INSTRUCTIONS TO FOLLOW: From the records below, return every line containing the word "PathLookup".

Records from a data collection:
----------------
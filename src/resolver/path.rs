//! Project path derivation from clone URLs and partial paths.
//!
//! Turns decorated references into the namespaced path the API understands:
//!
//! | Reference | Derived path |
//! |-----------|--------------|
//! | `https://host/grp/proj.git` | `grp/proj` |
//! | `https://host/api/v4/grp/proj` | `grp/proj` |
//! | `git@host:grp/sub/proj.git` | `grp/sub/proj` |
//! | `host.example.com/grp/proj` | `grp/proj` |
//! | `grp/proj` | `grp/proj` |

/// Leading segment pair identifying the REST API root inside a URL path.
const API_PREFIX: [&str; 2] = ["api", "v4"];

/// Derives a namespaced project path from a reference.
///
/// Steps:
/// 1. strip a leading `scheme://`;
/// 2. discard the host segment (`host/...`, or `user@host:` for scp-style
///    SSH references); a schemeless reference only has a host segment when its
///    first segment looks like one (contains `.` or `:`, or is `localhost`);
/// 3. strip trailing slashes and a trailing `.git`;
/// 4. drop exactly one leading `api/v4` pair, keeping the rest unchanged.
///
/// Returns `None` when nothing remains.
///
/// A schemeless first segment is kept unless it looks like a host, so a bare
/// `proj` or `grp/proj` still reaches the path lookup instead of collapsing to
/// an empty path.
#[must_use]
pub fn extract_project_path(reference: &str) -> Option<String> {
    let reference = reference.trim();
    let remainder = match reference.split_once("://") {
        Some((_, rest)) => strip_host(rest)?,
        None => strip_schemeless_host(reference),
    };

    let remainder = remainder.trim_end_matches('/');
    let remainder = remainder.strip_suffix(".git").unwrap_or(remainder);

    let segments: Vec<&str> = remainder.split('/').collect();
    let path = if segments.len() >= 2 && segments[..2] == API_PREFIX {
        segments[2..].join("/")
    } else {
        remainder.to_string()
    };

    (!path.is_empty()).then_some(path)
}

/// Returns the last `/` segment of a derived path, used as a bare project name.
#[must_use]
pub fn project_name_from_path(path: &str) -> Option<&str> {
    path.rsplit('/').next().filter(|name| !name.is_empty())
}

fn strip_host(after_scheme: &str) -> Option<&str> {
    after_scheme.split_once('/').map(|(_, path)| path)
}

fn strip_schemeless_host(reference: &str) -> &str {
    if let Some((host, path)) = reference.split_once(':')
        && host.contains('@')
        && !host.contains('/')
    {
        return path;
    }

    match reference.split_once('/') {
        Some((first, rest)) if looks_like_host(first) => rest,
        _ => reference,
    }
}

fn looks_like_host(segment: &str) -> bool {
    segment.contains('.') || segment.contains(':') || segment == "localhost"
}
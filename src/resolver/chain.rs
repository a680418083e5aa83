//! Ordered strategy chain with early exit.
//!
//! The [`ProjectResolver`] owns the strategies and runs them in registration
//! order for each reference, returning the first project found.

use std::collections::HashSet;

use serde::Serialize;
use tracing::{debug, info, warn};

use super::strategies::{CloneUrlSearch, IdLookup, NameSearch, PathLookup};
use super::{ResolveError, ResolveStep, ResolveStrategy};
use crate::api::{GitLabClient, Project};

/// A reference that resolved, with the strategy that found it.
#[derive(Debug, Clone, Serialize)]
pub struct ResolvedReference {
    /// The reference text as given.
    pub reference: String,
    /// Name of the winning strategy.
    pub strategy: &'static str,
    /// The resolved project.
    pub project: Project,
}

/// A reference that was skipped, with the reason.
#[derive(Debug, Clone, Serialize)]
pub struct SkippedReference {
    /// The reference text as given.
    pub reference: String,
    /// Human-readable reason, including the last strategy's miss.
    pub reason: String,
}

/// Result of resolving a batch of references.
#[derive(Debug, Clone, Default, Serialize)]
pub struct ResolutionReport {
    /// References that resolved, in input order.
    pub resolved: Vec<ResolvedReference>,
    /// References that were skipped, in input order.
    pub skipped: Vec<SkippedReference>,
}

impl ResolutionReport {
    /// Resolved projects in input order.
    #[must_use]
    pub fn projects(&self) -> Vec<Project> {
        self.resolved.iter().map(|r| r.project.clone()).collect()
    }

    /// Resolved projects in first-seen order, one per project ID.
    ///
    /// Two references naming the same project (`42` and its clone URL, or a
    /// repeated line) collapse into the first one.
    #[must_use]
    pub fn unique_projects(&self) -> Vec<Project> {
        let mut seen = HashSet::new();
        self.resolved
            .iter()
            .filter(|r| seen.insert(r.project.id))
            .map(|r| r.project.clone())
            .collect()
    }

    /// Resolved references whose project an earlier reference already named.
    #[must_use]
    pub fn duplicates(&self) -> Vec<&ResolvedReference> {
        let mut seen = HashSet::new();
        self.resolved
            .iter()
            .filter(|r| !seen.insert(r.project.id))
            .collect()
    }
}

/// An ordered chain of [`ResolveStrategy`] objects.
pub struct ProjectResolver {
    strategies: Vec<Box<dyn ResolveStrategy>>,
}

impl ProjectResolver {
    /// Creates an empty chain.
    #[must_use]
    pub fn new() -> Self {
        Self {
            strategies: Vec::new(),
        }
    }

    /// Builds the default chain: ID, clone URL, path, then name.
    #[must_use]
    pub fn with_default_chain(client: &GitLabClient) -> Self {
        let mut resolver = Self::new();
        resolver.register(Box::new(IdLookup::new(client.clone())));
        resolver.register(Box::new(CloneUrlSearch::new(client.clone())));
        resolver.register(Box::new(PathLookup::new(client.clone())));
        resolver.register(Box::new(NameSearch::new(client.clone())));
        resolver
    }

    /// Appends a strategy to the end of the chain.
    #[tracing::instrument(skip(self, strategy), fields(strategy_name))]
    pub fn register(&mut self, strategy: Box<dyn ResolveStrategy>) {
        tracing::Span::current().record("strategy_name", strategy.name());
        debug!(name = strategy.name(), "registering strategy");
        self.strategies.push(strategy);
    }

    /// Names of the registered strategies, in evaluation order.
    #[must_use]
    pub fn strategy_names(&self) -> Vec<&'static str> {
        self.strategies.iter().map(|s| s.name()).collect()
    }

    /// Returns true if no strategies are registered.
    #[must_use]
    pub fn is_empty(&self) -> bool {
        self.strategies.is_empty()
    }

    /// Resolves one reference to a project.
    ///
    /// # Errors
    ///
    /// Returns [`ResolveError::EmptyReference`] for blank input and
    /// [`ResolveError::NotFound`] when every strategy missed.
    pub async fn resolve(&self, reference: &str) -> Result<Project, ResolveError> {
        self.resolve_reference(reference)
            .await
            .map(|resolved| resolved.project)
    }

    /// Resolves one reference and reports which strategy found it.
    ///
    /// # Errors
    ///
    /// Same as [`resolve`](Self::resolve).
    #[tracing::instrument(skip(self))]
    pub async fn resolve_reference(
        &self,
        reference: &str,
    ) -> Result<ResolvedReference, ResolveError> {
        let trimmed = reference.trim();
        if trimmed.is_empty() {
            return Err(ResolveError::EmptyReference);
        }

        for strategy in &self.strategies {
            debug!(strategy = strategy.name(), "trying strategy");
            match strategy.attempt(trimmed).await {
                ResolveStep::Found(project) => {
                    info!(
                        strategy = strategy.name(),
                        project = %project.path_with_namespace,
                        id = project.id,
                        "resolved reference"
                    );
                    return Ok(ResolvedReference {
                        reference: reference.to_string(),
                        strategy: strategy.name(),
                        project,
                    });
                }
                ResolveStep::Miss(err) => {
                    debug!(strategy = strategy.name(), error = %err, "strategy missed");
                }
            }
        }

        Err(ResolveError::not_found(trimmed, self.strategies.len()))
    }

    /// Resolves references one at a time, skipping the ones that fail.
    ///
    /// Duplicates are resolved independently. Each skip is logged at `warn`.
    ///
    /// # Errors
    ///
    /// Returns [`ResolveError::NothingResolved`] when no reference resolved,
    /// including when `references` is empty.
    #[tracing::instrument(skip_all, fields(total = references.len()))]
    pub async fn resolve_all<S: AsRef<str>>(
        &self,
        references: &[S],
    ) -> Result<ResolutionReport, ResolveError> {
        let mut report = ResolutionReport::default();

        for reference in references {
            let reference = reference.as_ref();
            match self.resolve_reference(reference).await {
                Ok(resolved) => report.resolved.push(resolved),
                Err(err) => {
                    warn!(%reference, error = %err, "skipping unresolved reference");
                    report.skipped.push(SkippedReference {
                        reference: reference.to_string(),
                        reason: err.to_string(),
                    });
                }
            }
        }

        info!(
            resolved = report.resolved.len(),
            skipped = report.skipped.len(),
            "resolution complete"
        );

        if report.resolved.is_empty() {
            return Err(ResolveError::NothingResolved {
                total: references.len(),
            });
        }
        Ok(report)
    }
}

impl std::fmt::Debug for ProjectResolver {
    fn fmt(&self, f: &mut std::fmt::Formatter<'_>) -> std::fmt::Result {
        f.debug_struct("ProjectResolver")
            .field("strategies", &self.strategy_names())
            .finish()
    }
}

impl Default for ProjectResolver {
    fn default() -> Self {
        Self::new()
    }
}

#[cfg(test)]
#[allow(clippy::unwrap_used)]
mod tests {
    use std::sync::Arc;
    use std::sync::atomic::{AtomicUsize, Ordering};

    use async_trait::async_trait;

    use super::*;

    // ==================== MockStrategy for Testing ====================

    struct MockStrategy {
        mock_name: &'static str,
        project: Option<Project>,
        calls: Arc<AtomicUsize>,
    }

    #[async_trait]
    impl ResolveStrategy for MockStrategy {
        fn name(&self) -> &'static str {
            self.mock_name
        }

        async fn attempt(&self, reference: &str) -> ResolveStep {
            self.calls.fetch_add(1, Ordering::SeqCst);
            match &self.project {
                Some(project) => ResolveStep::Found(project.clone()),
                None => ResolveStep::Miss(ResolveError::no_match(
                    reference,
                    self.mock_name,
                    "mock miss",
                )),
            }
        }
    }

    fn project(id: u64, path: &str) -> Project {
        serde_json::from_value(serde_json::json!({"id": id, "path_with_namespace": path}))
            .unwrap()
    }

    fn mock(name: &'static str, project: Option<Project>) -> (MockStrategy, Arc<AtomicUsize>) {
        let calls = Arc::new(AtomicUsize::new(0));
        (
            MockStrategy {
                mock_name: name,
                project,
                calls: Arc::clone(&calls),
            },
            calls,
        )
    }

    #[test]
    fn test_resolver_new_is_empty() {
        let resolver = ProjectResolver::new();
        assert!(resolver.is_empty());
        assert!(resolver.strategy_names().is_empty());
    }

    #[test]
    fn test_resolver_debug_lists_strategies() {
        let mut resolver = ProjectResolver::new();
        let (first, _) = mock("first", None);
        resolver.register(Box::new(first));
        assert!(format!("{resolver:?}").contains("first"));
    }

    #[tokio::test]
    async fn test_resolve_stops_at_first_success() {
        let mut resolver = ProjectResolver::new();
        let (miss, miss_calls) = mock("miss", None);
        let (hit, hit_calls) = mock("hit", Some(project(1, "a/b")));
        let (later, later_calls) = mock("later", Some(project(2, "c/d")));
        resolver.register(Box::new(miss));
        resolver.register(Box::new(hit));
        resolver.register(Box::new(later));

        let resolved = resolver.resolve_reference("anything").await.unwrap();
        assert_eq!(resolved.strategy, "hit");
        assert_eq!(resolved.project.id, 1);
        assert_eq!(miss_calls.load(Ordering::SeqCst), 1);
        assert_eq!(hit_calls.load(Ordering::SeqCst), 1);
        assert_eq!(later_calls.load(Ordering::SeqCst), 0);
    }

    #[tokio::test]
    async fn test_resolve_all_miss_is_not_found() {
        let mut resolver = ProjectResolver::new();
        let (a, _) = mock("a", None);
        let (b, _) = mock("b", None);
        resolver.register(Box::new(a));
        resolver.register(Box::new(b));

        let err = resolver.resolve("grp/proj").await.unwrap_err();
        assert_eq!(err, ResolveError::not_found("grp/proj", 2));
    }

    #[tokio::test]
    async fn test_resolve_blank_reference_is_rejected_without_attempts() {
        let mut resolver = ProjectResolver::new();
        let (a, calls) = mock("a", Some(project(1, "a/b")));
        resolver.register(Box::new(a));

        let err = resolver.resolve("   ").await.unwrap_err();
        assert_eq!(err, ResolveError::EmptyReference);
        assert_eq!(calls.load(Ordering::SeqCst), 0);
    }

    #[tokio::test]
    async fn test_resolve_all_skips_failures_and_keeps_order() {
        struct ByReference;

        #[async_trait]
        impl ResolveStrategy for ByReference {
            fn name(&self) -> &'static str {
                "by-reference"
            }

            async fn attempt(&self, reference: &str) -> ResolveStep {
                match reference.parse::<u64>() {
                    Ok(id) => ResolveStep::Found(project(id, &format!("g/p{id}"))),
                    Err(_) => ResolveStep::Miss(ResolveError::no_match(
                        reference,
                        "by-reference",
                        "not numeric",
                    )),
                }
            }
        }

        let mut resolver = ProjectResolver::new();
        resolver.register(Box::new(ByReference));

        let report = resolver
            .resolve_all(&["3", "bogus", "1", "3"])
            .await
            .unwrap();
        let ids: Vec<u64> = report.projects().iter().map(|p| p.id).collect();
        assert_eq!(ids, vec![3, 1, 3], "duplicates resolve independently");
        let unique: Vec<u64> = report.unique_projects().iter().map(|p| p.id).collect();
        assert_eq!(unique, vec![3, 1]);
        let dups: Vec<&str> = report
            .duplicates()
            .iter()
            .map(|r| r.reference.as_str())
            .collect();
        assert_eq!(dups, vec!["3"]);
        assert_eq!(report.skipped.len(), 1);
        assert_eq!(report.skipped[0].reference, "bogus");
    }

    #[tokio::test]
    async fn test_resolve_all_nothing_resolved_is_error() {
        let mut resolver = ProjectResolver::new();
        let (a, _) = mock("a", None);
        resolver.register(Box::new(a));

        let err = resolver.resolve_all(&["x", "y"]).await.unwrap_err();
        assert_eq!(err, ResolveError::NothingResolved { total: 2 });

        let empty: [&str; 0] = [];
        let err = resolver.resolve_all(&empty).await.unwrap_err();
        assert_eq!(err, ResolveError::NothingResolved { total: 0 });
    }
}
----------------
SOLUTION:
use super::strategies::{CloneUrlSearch, IdLookup, NameSearch, PathLookup};
        resolver.register(Box::new(PathLookup::new(client.clone())));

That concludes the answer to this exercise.